Solving the subset-sum problem is the same as solving the following 0-1 Integer linear program

$Q$: $a_1 x_1 + \dots + a_n x_n = b$.

Let's define $Q(P)$ to be the constraint

$Q(M)$: $a_1 x_1 + \dots + a_n x_n \equiv b\ (\text{mod }M)$.

Let $A$ be the set of solutions to $Q$ and $A(M)$ be the set of solutions to $Q(P)$. Correctness of the following lemmas is easy to verify.

Lemma 1: If M is large enough, we have $A(M) = A$.

Lemma 2: We can safely assume all $a_i$'s are positive integers.

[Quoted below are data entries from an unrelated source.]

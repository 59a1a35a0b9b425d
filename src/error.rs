// src/error.rs

//! Error types for the package manager core
//!
//! Every failure carries the package identifier (and constraint, where one
//! is involved) so the caller can surface a descriptive condition.

use thiserror::Error;

/// Result alias used throughout the crate
pub type Result<T> = std::result::Result<T, Error>;

/// Errors produced by graph construction, version selection and activation
#[derive(Debug, Error)]
pub enum Error {
    /// The graph could not be built (malformed identifier, bad neighbor, missing edge source)
    #[error("Failed to build dependency graph: {0}")]
    Build(String),

    /// The dependency declarations form a cycle
    #[error("Detected cycle on: {node} ({})", .cycle.join(" -> "))]
    CyclicDependency { node: String, cycle: Vec<String> },

    /// A node was looked up that is not part of the graph
    #[error("Node {0} does not exist in the dependency graph")]
    NodeNotFound(String),

    /// A version constraint could not be parsed
    #[error("Invalid version constraint '{constraint}' for package {package}: {reason}")]
    InvalidConstraint {
        package: String,
        constraint: String,
        reason: String,
    },

    /// The registry has no tag satisfying the constraint(s)
    #[error("No valid version of {package} satisfies constraint {constraint}")]
    NoValidVersion { package: String, constraint: String },

    /// Only versions older than the installed one satisfy the constraints
    #[error("Downgrade of {package} from {installed} to {candidate} is not allowed")]
    DowngradeNotAllowed {
        package: String,
        installed: String,
        candidate: String,
    },

    /// Listing tags from the registry failed
    #[error("Failed to fetch tags for {package}: {reason}")]
    TagFetch { package: String, reason: String },

    /// Resolving the pull secret for an image failed
    #[error("Failed to resolve pull secret for {image}: {reason}")]
    PullSecret { image: String, reason: String },

    /// The requested revision is not among the package's revisions
    #[error("Revision {0} not found")]
    RevisionNotFound(String),

    /// Writing a revision's desired state failed
    #[error("Failed to update revision {revision}: {reason}")]
    RevisionUpdate { revision: String, reason: String },

    /// Reading the lock snapshot failed
    #[error("Failed to read lock: {0}")]
    Lock(String),

    #[error("Invalid configuration: {0}")]
    Config(String),

    #[error("IO error: {0}")]
    Io(#[from] std::io::Error),

    #[error("JSON error: {0}")]
    Json(#[from] serde_json::Error),
}

/// Coarse classification of an [`Error`] for callers deciding how to react
#[derive(Debug, Clone, Copy, PartialEq, Eq, Hash)]
pub enum ErrorKind {
    Build,
    Cycle,
    NotFound,
    InvalidConstraint,
    NoValidVersion,
    DowngradeNotAllowed,
    /// Registry, credential or lock store unreachable
    Transient,
    Apply,
    Config,
}

impl Error {
    /// Classify this error
    pub fn kind(&self) -> ErrorKind {
        match self {
            Error::Build(_) => ErrorKind::Build,
            Error::CyclicDependency { .. } => ErrorKind::Cycle,
            Error::NodeNotFound(_) | Error::RevisionNotFound(_) => ErrorKind::NotFound,
            Error::InvalidConstraint { .. } => ErrorKind::InvalidConstraint,
            Error::NoValidVersion { .. } => ErrorKind::NoValidVersion,
            Error::DowngradeNotAllowed { .. } => ErrorKind::DowngradeNotAllowed,
            Error::TagFetch { .. } | Error::PullSecret { .. } | Error::Lock(_) => {
                ErrorKind::Transient
            }
            Error::RevisionUpdate { .. } => ErrorKind::Apply,
            Error::Config(_) | Error::Io(_) | Error::Json(_) => ErrorKind::Config,
        }
    }

    /// Whether waiting and re-running the same pass can succeed without user action
    pub fn is_retryable(&self) -> bool {
        matches!(
            self.kind(),
            ErrorKind::NoValidVersion | ErrorKind::Transient | ErrorKind::Apply
        )
    }
}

Lemma 3: If all coefficients are positive, for every $M > \sum a_i$, we have $A(M) = A$.

Lemma 4: $A(M_1 M_2) = A(M_1) \cap A(M_2)$.

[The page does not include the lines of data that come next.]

// src/resolver/finder.rs

//! Version selection for dependencies
//!
//! Given a dependency and the tags a registry publishes for it, pick the tag
//! to install or upgrade to. Two policies exist:
//!
//! - **Default**: the highest tag satisfying the dependency's effective
//!   constraint.
//! - **Updatable**: every parent constraint must hold at once. A fresh
//!   install takes the highest such tag; an installed package moves to the
//!   lowest such tag at or above its current version and is never
//!   downgraded.
//!
//! Digest-pinned dependencies are returned as-is under both policies.

use crate::error::{Error, Result};
use crate::lock::Dependency;
use crate::registry::{PullSecretResolver, TagLister};
use crate::version::{VersionConstraint, is_digest, parse_version, semver_tags};
use std::sync::Arc;
use tracing::{debug, info, warn};

use super::ResolutionPolicy;
use super::node::Node;

impl ResolutionPolicy {
    /// Compute the version of `dep` to install from `remote_tags`
    ///
    /// `existing` is the graph node already carrying the dependency's
    /// identifier, if any; only an installed node with a version makes the
    /// updatable policy search for an upgrade.
    pub fn find_valid_dependency_version(
        &self,
        dep: &Dependency,
        remote_tags: &[String],
        existing: Option<&Node>,
    ) -> Result<String> {
        match self {
            ResolutionPolicy::Default => find_default(dep, remote_tags),
            ResolutionPolicy::Updatable => find_updatable(dep, remote_tags, existing),
        }
    }

    /// The digest `dep` is pinned to, if any
    pub fn pinned_digest(&self, dep: &Dependency) -> Result<Option<String>> {
        match self {
            ResolutionPolicy::Default => {
                Ok(is_digest(&dep.constraints).then(|| dep.constraints.clone()))
            }
            ResolutionPolicy::Updatable => {
                let raw = effective_constraints(dep);
                if !raw.iter().any(|c| is_digest(c)) {
                    return Ok(None);
                }
                if raw.iter().all(|c| *c == raw[0]) {
                    return Ok(Some(raw[0].to_string()));
                }
                Err(Error::InvalidConstraint {
                    package: dep.package.clone(),
                    constraint: raw.join(", "),
                    reason: "digest pin conflicts with other constraints".to_string(),
                })
            }
        }
    }
}

fn find_default(dep: &Dependency, remote_tags: &[String]) -> Result<String> {
    if is_digest(&dep.constraints) {
        return Ok(dep.constraints.clone());
    }

    let constraint = parse_constraint(&dep.package, &dep.constraints)?;

    semver_tags(remote_tags)
        .into_iter()
        .rev()
        .find(|t| constraint.satisfies(&t.version))
        .map(|t| {
            info!("Selected {} {} for constraint {}", dep.package, t.tag, constraint);
            t.tag
        })
        .ok_or_else(|| Error::NoValidVersion {
            package: dep.package.clone(),
            constraint: dep.constraints.clone(),
        })
}

fn find_updatable(
    dep: &Dependency,
    remote_tags: &[String],
    existing: Option<&Node>,
) -> Result<String> {
    if let Some(digest) = ResolutionPolicy::Updatable.pinned_digest(dep)? {
        return Ok(digest);
    }

    let raw = effective_constraints(dep);
    let constraints = raw
        .iter()
        .map(|c| parse_constraint(&dep.package, c))
        .collect::<Result<Vec<_>>>()?;
    let satisfies_all =
        |v: &semver::Version| constraints.iter().all(|c| c.satisfies(v));
    let no_valid_version = || Error::NoValidVersion {
        package: dep.package.clone(),
        constraint: raw.join(", "),
    };

    let candidates = semver_tags(remote_tags);

    let installed = existing
        .and_then(Node::installed_version)
        .and_then(|tag| parse_version(tag).map(|v| (tag, v)));

    let Some((installed_tag, current)) = installed else {
        if let Some(tag) = existing.and_then(Node::installed_version) {
            debug!(
                "Installed version {} of {} is not a semantic version, searching as fresh install",
                tag, dep.package
            );
        }
        return candidates
            .into_iter()
            .rev()
            .find(|t| satisfies_all(&t.version))
            .map(|t| {
                info!("Selected {} {} for constraints {}", dep.package, t.tag, raw.join(", "));
                t.tag
            })
            .ok_or_else(no_valid_version);
    };

    if satisfies_all(&current) {
        debug!("{} {} already satisfies {}", dep.package, installed_tag, raw.join(", "));
        return Ok(installed_tag.to_string());
    }

    let mut lower = None;
    for candidate in candidates {
        if !satisfies_all(&candidate.version) {
            continue;
        }
        if candidate.version < current {
            lower = Some(candidate);
            continue;
        }
        info!("Upgrading {} from {} to {}", dep.package, installed_tag, candidate.tag);
        return Ok(candidate.tag);
    }

    match lower {
        Some(candidate) => {
            warn!(
                "Refusing to downgrade {} from {} to {}",
                dep.package, installed_tag, candidate.tag
            );
            Err(Error::DowngradeNotAllowed {
                package: dep.package.clone(),
                installed: installed_tag.to_string(),
                candidate: candidate.tag,
            })
        }
        None => Err(no_valid_version()),
    }
}

/// Parent constraints, or the effective constraint when no parent recorded any
fn effective_constraints(dep: &Dependency) -> Vec<&str> {
    if dep.parent_constraints.is_empty() {
        vec![dep.constraints.as_str()]
    } else {
        dep.parent_constraints.iter().map(String::as_str).collect()
    }
}

fn parse_constraint(package: &str, constraint: &str) -> Result<VersionConstraint> {
    VersionConstraint::parse(constraint).map_err(|e| Error::InvalidConstraint {
        package: package.to_string(),
        constraint: constraint.to_string(),
        reason: e.to_string(),
    })
}

/// Whether `version` satisfies every constraint placed on `dep`
///
/// Digest pins are satisfied only by the same digest.
pub fn satisfies_constraints(dep: &Dependency, version: &str) -> Result<bool> {
    let raw = effective_constraints(dep);
    if raw.iter().any(|c| is_digest(c)) {
        return Ok(raw.iter().all(|c| *c == version));
    }

    let Some(parsed) = parse_version(version) else {
        return Ok(false);
    };
    for c in raw {
        if !parse_constraint(&dep.package, c)?.satisfies(&parsed) {
            return Ok(false);
        }
    }
    Ok(true)
}

/// Version finder backed by a registry
///
/// Fetches tags through the injected [`TagLister`], using the credential the
/// [`PullSecretResolver`] selects, then applies the configured policy.
#[derive(Clone)]
pub struct VersionFinder {
    policy: ResolutionPolicy,
    tags: Arc<dyn TagLister>,
    secrets: Arc<dyn PullSecretResolver>,
}

impl VersionFinder {
    pub fn new(
        policy: ResolutionPolicy,
        tags: Arc<dyn TagLister>,
        secrets: Arc<dyn PullSecretResolver>,
    ) -> Self {
        Self {
            policy,
            tags,
            secrets,
        }
    }

    pub fn policy(&self) -> ResolutionPolicy {
        self.policy
    }

    /// Resolve the version of `dep` to install
    ///
    /// Digest pins return without contacting the registry.
    pub async fn resolve(&self, dep: &Dependency, existing: Option<&Node>) -> Result<String> {
        if let Some(digest) = self.policy.pinned_digest(dep)? {
            debug!("{} is pinned to {}", dep.package, digest);
            return Ok(digest);
        }

        let secret = self
            .secrets
            .pull_secret_for(&dep.package)
            .await
            .map_err(|e| match e {
                e @ Error::PullSecret { .. } => e,
                e => Error::PullSecret {
                    image: dep.package.clone(),
                    reason: e.to_string(),
                },
            })?;
        let secrets: Vec<String> = secret
            .map(|s| {
                debug!(
                    "Using pull secret {} from {} for {}",
                    s.secret_name, s.config_name, dep.package
                );
                vec![s.secret_name]
            })
            .unwrap_or_default();

        let tags = self
            .tags
            .tags(&dep.package, &secrets)
            .await
            .map_err(|e| match e {
                e @ Error::TagFetch { .. } => e,
                e => Error::TagFetch {
                    package: dep.package.clone(),
                    reason: e.to_string(),
                },
            })?;
        self.policy.find_valid_dependency_version(dep, &tags, existing)
    }
}

impl std::fmt::Debug for VersionFinder {
    fn fmt(&self, f: &mut std::fmt::Formatter<'_>) -> std::fmt::Result {
        f.debug_struct("VersionFinder")
            .field("policy", &self.policy)
            .finish_non_exhaustive()
    }
}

Now, let $P = \{2, 3, \dots, P_m\}$ be the set of primes such that $\prod_{p \in P}\ p > A = \sum a_i$.

One can show that $|P| < \log A$, and also $P_m < O(\log A)$.

So then, computing the DP array of $Q$ ($P_i$) can be done in polynomial time w.r.t input size. And also, it is easy to compute $|A(P_i)|$ in polytime w.r.t. input size.

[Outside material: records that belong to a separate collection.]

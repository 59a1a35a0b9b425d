// src/registry.rs

//! Registry collaborators
//!
//! Version resolution needs two things from outside the core: the list of
//! tags published for a package, and the credentials to list them with.
//! Both are injected as traits; each is called at most once per resolution
//! attempt and never retried here.

use crate::error::{Error, Result};
use async_trait::async_trait;
use std::collections::HashMap;
use std::path::Path;

/// Lists the tags published for a package reference
#[async_trait]
pub trait TagLister: Send + Sync {
    /// Fetch every tag of `package`, authenticating with the named pull secrets
    async fn tags(&self, package: &str, pull_secrets: &[String]) -> Result<Vec<String>>;
}

/// Credential selected for an image
#[derive(Debug, Clone, PartialEq, Eq)]
pub struct PullSecret {
    /// Image configuration whose prefix matched
    pub config_name: String,
    pub secret_name: String,
}

/// Picks the pull secret to use for an image reference
#[async_trait]
pub trait PullSecretResolver: Send + Sync {
    /// `Ok(None)` when no image configuration matches
    async fn pull_secret_for(&self, image: &str) -> Result<Option<PullSecret>>;
}

/// Resolver for registries that need no credentials
#[derive(Debug, Clone, Copy, Default)]
pub struct NoPullSecrets;

#[async_trait]
impl PullSecretResolver for NoPullSecrets {
    async fn pull_secret_for(&self, _image: &str) -> Result<Option<PullSecret>> {
        Ok(None)
    }
}

/// Tag lister serving a fixed package → tags index
///
/// Used for offline planning; the JSON form is `{ "<package>": ["v1.0.0"] }`.
#[derive(Debug, Clone, Default)]
pub struct TagIndex {
    tags: HashMap<String, Vec<String>>,
}

impl TagIndex {
    pub fn new(tags: HashMap<String, Vec<String>>) -> Self {
        Self { tags }
    }

    pub fn from_json(s: &str) -> Result<Self> {
        Ok(Self::new(serde_json::from_str(s)?))
    }

    pub fn load(path: impl AsRef<Path>) -> Result<Self> {
        let content = std::fs::read_to_string(path)?;
        Self::from_json(&content)
    }
}

#[async_trait]
impl TagLister for TagIndex {
    async fn tags(&self, package: &str, _pull_secrets: &[String]) -> Result<Vec<String>> {
        self.tags
            .get(package)
            .cloned()
            .ok_or_else(|| Error::TagFetch {
                package: package.to_string(),
                reason: "repository not found in tag index".to_string(),
            })
    }
}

The next step is to find a $P_i$ s.t. $|A(P_i)|$ is minimal. If the number of solutions in $A(P_i)$ is small (polynomial in size of input), the one can enumerate all such solutions and check if any of them satisfies $Q$ or not.

In http://arxiv.org/abs/1104.1479, I used a very similar idea to encode ILP-program (PB-constraints) into SAT.

It can be observed that there are many subset-sum instances which can be solved in polynomial time, w.r.t. input using the above approach.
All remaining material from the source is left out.